BEGIN Data extracts

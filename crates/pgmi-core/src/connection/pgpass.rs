//! Password lookup in the libpq password file.

use std::fs;
use std::path::{Path, PathBuf};

use tracing::debug;

use super::EnvSnapshot;

pub fn pgpass_path(env: &EnvSnapshot) -> Option<PathBuf> {
    if let Some(custom) = env.get("PGPASSFILE") {
        return Some(PathBuf::from(custom));
    }
    if cfg!(windows) {
        dirs::config_dir().map(|dir| dir.join("postgresql").join("pgpass.conf"))
    } else {
        dirs::home_dir().map(|home| home.join(".pgpass"))
    }
}

/// First matching password for the connection, or `None`.
pub fn lookup(path: &Path, host: &str, port: u16, database: &str, username: &str) -> Option<String> {
    let content = fs::read_to_string(path).ok()?;
    let port = port.to_string();
    let wanted = [host, port.as_str(), database, username];

    for line in content.lines() {
        let line = line.trim_end_matches('\r');
        if line.trim().is_empty() || line.starts_with('#') {
            continue;
        }
        let fields = split_fields(line);
        if fields.len() != 5 {
            continue;
        }
        let matches = fields[..4]
            .iter()
            .zip(wanted.iter())
            .all(|(pattern, value)| pattern == "*" || pattern == value);
        if matches {
            debug!("Using password from {}", path.display());
            return Some(fields[4].clone());
        }
    }
    None
}

fn split_fields(line: &str) -> Vec<String> {
    let mut fields = Vec::with_capacity(5);
    let mut current = String::new();
    let mut chars = line.chars();
    while let Some(c) = chars.next() {
        match c {
            '\\' => {
                if let Some(next) = chars.next() {
                    current.push(next);
                }
            }
            ':' if fields.len() < 4 => fields.push(std::mem::take(&mut current)),
            _ => current.push(c),
        }
    }
    fields.push(current);
    fields
}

END Data extracts

Give the records above again in full, keeping every character unchanged.

filename crates/pgmi-core/src/connection/pgpass.rs
//! Password lookup in the libpq password file.

use std::fs;
use std::path::{Path, PathBuf};

use tracing::debug;

use super::EnvSnapshot;

pub fn pgpass_path(env: &EnvSnapshot) -> Option<PathBuf> {
    if let Some(custom) = env.get("PGPASSFILE") {
        return Some(PathBuf::from(custom));
    }
    if cfg!(windows) {
        dirs::config_dir().map(|dir| dir.join("postgresql").join("pgpass.conf"))
    } else {
        dirs::home_dir().map(|home| home.join(".pgpass"))
    }
}

/// First matching password for the connection, or `None`.
pub fn lookup(path: &Path, host: &str, port: u16, database: &str, username: &str) -> Option<String> {
    let content = fs::read_to_string(path).ok()?;
    let port = port.to_string();
    let wanted = [host, port.as_str(), database, username];

    for line in content.lines() {
        let line = line.trim_end_matches('\r');
        if line.trim().is_empty() || line.starts_with('#') {
            continue;
        }
        let fields = split_fields(line);
        if fields.len() != 5 {
            continue;
        }
        let matches = fields[..4]
            .iter()
            .zip(wanted.iter())
            .all(|(pattern, value)| pattern == "*" || pattern == value);
        if matches {
            debug!("Using password from {}", path.display());
            return Some(fields[4].clone());
        }
    }
    None
}

fn split_fields(line: &str) -> Vec<String> {
    let mut fields = Vec::with_capacity(5);
    let mut current = String::new();
    let mut chars = line.chars();
    while let Some(c) = chars.next() {
        match c {
            '\\' => {
                if let Some(next) = chars.next() {
                    current.push(next);
                }
            }
            ':' if fields.len() < 4 => fields.push(std::mem::take(&mut current)),
            _ => current.push(c),
        }
    }
    fields.push(current);
    fields
}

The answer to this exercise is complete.